International student breathing new life into a career in Calgary

Denys Vynnyk

Denys Vynnyk came to Calgary from the Ukraine in 2015 with his family, hoping to further his education and forge new pathways for his skills.

Back in the Ukraine, I used to work in Health Sciences, and I knew I wanted to continue being useful to society in a similar way, says Vynnyk.

After much research and looking into different programs and schools, he decided on SAIT's Respiratory Therapy program.

“I was familiar with medical procedures and medical protocols and had some of the technical background. I felt I could apply these in the field, he says.

After graduation, Vynnyk received job offers in Alberta right away. However, there was a delay in getting his license to practice in the province. He was offered a job as a Respiratory Therapist at Dr. F.H. Wigmore Regional Hospital in Moose Jaw, Saskatchewan and was able to acquire a license there reasonably quickly, so he jumped at the opportunity.

Then, in 2022, he received his Permanent Residency status and was able to secure his Alberta licence, so he moved back to Calgary and began his current career as a clinical oxygen consultant for one of the biggest oxygen clinics in Calgary.

We work with a lot of palliative patients who require oxygen therapy. I provide them with respiratory assessments and treat them with oxygen therapy in collaboration with other specialists, he says.

This year, Vynnyk became a Canadian citizen and proudly carries a Canadian passport. Through the process of obtaining citizenship, Vynnyk has found time to reflect on his experiences and the many challenges he faced as an international student.

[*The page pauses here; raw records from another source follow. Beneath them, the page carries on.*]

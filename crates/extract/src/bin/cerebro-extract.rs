//! cerebro-extract — batch waste-material extraction for one document.
//!
//! Reads a PDF (or a plain-text material description), runs every page
//! window through the configured generation backend and prints the
//! consolidated records with per-chunk diagnostics as JSON on stdout.
//! Logs go to stderr. Ctrl-C stops after the current attempt and still
//! prints what was extracted so far.

use std::path::PathBuf;
use std::sync::atomic::Ordering;

use anyhow::Context;
use clap::Parser;
use tracing::{info, warn};

use cerebro_core::config::{self, Config};
use cerebro_extract::Pipeline;
use cerebro_llm::create_generator;

// ── CLI ─────────────────────────────────────────────────────────────

/// Extract waste-material records from a technical document.
#[derive(Parser, Debug)]
#[command(name = "cerebro-extract", version, about)]
struct Cli {
    /// Document to analyze (.pdf, .txt).
    #[arg(long)]
    file: PathBuf,

    /// Pages per chunk (1-4). Overrides PAGES_PER_CHUNK.
    #[arg(long)]
    pages_per_chunk: Option<usize>,

    /// Attempts per chunk. Overrides MAX_ATTEMPTS.
    #[arg(long)]
    max_attempts: Option<u32>,

    /// File holding the extraction instruction.
    #[arg(long, env = "EXTRACTION_INSTRUCTION_FILE")]
    instruction_file: Option<PathBuf>,

    /// Pretty-print the JSON output.
    #[arg(long)]
    pretty: bool,
}

#[tokio::main]
async fn main() -> anyhow::Result<()> {
    tracing_subscriber::fmt()
        .with_env_filter(
            tracing_subscriber::EnvFilter::try_from_default_env()
                .unwrap_or_else(|_| tracing_subscriber::EnvFilter::new("info")),
        )
        .with_writer(std::io::stderr)
        .init();

    config::load_dotenv();
    let cli = Cli::parse();

    let mut config = Config::from_env();
    if let Some(pages) = cli.pages_per_chunk {
        config.pipeline.pages_per_chunk =
            pages.clamp(config::MIN_PAGES_PER_CHUNK, config::MAX_PAGES_PER_CHUNK);
    }
    if let Some(attempts) = cli.max_attempts {
        config.pipeline.max_attempts = attempts;
    }
    if cli.instruction_file.is_some() {
        config.pipeline.instruction_file = cli.instruction_file.clone();
    }
    config.validate()?;
    config.log_summary();

    let generator = create_generator(&config.llm, &config.ollama)?;
    let pipeline = Pipeline::from_config(&config, generator)?;

    let cancel = pipeline.context().cancel_signal();
    tokio::spawn(async move {
        if tokio::signal::ctrl_c().await.is_ok() {
            warn!("Ctrl-C received, finishing current attempt");
            cancel.store(true, Ordering::Relaxed);
        }
    });

    let bytes = std::fs::read(&cli.file)
        .with_context(|| format!("failed to read {}", cli.file.display()))?;
    let filename = cli
        .file
        .file_name()
        .map(|n| n.to_string_lossy().into_owned())
        .unwrap_or_else(|| cli.file.display().to_string());

    let result = pipeline
        .process_bytes(&bytes, &filename)
        .await
        .with_context(|| format!("failed to process {}", cli.file.display()))?;

    info!(
        run_id = %result.run_id,
        records = result.records.len(),
        cancelled = result.summary.cancelled,
        "extraction finished"
    );

    let json = if cli.pretty {
        serde_json::to_string_pretty(&result)?
    } else {
        serde_json::to_string(&result)?
    };
    println!("{json}");
    Ok(())
}
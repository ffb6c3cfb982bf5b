//! Chunk configuration and output types.

use cerebro_core::config::{PipelineConfig, MAX_PAGES_PER_CHUNK, MIN_PAGES_PER_CHUNK};

// ── Configuration ───────────────────────────────────────────────────────────

/// Configuration for the chunker.
#[derive(Debug, Clone, Copy, PartialEq, Eq)]
pub struct ChunkConfig {
    /// Pages per chunk (1..=4, default 2).
    pub pages_per_chunk: usize,
    /// Character budget per chunk; longer text is cut on a char boundary.
    pub max_chunk_chars: usize,
}

impl ChunkConfig {
    pub fn new(pages_per_chunk: usize, max_chunk_chars: usize) -> Self {
        Self {
            pages_per_chunk: pages_per_chunk.clamp(MIN_PAGES_PER_CHUNK, MAX_PAGES_PER_CHUNK),
            max_chunk_chars: max_chunk_chars.max(1),
        }
    }
}

impl Default for ChunkConfig {
    fn default() -> Self {
        Self::new(2, 20_000)
    }
}

impl From<&PipelineConfig> for ChunkConfig {
    fn from(cfg: &PipelineConfig) -> Self {
        Self::new(cfg.pages_per_chunk, cfg.max_chunk_chars)
    }
}

// ── Chunk output ────────────────────────────────────────────────────────────

/// A contiguous run of pages sent to the model as one unit.
#[derive(Debug, Clone)]
pub struct Chunk {
    /// 0-based index within the document.
    pub index: usize,
    /// Diagnostic label, `p3` or `p3-4`.
    pub label: String,
    /// First and last page numbers covered (inclusive, 1-based).
    pub first_page: usize,
    pub last_page: usize,
    /// Pages in the window with no extractable text.
    pub blank_pages: usize,
    /// Concatenated page text.
    pub content: String,
    /// True when `content` was cut to the character budget.
    pub capped: bool,
}

impl Chunk {
    pub fn page_count(&self) -> usize {
        self.last_page - self.first_page + 1
    }

    /// Pages that actually carry text.
    pub fn content_pages(&self) -> usize {
        self.page_count().saturating_sub(self.blank_pages)
    }

    pub fn pages(&self) -> std::ops::RangeInclusive<usize> {
        self.first_page..=self.last_page
    }

    /// Nothing to analyze: every page in the window was blank.
    pub fn is_blank(&self) -> bool {
        self.content.trim().is_empty()
    }
}
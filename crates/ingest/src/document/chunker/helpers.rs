//! Label and text-budget utilities used by the page windower.

use crate::document::PageContent;

/// `p3` for a single page, `p3-4` for a range.
pub(crate) fn page_label(first: usize, last: usize) -> String {
    if first == last {
        format!("p{first}")
    } else {
        format!("p{first}-{last}")
    }
}

/// Join the non-blank pages of a window, separated by blank lines.
pub(crate) fn join_pages(pages: &[PageContent]) -> String {
    pages
        .iter()
        .filter(|p| !p.is_blank())
        .map(|p| p.text.trim())
        .collect::<Vec<_>>()
        .join("\n\n")
}

/// Cut `text` to at most `max_chars` characters. Returns whether it was cut.
pub(crate) fn cap_chars(text: &mut String, max_chars: usize) -> bool {
    match text.char_indices().nth(max_chars) {
        Some((byte_idx, _)) => {
            text.truncate(byte_idx);
            true
        }
        None => false,
    }
}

Looking back, he credits the support he received from SAIT in helping him succeed and graduate. SAIT's international advising department was so willing to help me through this process. I literally overwhelmed them with email.

Vynnyk has also gained new insight into the intrinsic value to having international students stay in the country and join the local workforce. International students from different countries bring different perspectives and views, he says.

Instead of looking at a problem with only one point of view and having tunnel vision, new perspectives can bring different approaches and ways to solve complex problems.”

If he had one piece of advice for other international students thinking about coming to Alberta, Vynnyk says it would be to prepare both logistically and financially.

“Be completely ready,” he emphasizes. “And accept life as it is – don’t expect things to be a certain way or the way it was back home. You need to work hard and be persistent.”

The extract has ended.